Instructions to follow
Go through the material below and copy all lines with "SplitterConfig".

Data for review
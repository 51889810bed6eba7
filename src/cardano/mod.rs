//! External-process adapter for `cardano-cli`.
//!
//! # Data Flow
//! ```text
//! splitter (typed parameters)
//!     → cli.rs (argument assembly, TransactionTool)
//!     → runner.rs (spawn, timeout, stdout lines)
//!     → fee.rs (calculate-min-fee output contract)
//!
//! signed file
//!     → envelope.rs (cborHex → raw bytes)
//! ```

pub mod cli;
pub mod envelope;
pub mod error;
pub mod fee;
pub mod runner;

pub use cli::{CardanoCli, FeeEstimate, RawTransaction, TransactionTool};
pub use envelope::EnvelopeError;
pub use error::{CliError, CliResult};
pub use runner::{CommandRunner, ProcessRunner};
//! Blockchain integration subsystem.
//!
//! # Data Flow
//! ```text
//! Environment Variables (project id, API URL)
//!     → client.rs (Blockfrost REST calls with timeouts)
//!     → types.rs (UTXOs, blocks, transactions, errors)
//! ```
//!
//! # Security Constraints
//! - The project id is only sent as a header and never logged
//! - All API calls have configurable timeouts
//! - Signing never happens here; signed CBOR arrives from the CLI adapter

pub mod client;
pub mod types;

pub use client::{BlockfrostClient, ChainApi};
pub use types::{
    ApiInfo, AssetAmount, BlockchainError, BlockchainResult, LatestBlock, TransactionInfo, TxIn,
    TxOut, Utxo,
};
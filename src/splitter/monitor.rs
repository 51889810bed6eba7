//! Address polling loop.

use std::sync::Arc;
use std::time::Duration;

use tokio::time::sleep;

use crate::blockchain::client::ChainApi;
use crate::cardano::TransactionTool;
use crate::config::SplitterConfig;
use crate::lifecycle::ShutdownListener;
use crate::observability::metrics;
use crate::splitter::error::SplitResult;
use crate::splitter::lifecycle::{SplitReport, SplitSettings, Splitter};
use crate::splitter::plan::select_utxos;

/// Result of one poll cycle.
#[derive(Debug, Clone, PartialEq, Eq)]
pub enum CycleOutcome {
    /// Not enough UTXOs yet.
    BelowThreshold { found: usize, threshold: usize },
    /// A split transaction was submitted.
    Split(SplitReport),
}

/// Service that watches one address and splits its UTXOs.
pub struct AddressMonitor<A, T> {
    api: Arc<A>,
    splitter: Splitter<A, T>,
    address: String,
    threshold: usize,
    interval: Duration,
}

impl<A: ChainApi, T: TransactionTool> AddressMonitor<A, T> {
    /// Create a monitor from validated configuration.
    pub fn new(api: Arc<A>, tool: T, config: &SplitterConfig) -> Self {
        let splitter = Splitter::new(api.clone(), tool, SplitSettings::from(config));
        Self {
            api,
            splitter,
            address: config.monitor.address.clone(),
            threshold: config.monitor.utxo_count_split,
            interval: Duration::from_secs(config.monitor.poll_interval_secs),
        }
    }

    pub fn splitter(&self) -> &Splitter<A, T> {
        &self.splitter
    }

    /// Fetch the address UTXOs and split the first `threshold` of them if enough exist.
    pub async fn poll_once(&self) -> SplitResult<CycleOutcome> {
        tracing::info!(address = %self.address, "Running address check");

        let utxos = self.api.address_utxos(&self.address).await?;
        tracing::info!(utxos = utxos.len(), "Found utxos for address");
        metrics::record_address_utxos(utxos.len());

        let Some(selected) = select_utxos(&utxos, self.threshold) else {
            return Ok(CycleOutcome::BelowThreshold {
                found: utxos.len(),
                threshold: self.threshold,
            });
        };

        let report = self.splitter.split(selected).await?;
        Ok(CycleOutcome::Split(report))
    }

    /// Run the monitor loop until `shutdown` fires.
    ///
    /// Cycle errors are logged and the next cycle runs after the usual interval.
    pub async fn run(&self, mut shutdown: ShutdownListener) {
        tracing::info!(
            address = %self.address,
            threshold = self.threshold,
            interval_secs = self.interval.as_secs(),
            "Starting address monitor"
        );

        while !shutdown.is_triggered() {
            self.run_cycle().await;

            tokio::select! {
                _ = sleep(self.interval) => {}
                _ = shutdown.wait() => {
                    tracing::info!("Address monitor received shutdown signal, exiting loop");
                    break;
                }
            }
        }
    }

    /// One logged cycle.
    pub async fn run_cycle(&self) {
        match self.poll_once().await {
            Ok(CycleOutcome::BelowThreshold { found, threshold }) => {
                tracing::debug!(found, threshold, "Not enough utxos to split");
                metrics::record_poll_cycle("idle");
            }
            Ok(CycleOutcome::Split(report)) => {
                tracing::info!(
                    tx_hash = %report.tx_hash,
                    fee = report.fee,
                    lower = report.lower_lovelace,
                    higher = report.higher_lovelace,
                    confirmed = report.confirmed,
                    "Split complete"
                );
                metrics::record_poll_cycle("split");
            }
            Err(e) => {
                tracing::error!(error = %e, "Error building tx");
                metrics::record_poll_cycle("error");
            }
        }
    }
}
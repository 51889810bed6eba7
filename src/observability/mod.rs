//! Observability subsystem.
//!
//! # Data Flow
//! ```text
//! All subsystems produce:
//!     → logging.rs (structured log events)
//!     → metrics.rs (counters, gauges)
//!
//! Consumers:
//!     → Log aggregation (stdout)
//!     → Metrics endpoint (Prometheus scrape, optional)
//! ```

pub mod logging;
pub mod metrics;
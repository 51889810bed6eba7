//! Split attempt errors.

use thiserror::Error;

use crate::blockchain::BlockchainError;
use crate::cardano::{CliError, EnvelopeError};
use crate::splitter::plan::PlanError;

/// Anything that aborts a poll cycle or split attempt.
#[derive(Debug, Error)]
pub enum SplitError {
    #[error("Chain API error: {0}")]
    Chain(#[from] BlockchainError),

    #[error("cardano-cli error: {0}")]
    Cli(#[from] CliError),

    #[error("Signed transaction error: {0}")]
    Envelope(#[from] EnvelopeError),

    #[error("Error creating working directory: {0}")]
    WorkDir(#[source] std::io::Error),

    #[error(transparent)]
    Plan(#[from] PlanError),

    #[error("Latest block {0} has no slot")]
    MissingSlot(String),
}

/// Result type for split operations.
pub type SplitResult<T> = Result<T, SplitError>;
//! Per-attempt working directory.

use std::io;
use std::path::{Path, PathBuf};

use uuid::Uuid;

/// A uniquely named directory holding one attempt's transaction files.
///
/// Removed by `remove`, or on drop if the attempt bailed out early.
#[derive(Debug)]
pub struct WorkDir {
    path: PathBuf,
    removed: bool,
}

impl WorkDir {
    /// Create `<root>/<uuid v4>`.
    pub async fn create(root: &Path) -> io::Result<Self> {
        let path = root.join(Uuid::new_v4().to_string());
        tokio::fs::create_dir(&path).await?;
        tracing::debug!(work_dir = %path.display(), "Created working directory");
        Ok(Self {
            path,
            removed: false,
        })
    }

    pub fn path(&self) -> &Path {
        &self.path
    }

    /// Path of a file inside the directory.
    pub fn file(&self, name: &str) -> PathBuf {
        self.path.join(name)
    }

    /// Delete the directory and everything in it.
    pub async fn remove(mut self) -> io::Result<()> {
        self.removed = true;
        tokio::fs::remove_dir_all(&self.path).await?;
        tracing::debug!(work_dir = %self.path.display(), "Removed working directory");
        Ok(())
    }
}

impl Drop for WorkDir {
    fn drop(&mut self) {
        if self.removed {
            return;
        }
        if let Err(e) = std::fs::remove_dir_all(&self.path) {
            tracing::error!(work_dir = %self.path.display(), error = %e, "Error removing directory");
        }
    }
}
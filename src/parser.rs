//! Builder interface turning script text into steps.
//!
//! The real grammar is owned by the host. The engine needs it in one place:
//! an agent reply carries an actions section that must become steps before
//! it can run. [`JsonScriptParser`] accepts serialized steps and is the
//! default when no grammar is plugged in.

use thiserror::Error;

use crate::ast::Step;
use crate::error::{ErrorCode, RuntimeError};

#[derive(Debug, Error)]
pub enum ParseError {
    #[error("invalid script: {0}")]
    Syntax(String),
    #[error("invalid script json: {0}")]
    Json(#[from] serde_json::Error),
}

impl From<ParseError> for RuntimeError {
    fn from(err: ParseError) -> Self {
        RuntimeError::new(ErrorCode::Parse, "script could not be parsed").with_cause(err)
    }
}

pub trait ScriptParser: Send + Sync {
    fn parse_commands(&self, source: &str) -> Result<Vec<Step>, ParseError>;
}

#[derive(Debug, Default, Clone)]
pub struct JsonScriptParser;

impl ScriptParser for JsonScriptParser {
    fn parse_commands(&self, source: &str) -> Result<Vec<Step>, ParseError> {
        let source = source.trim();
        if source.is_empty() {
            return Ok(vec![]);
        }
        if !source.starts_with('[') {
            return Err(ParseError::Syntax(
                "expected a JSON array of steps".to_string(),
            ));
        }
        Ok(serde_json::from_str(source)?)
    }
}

Answer for the task
use crate::config::SplitterConfig;
    pub fn new(api: Arc<A>, tool: T, config: &SplitterConfig) -> Self {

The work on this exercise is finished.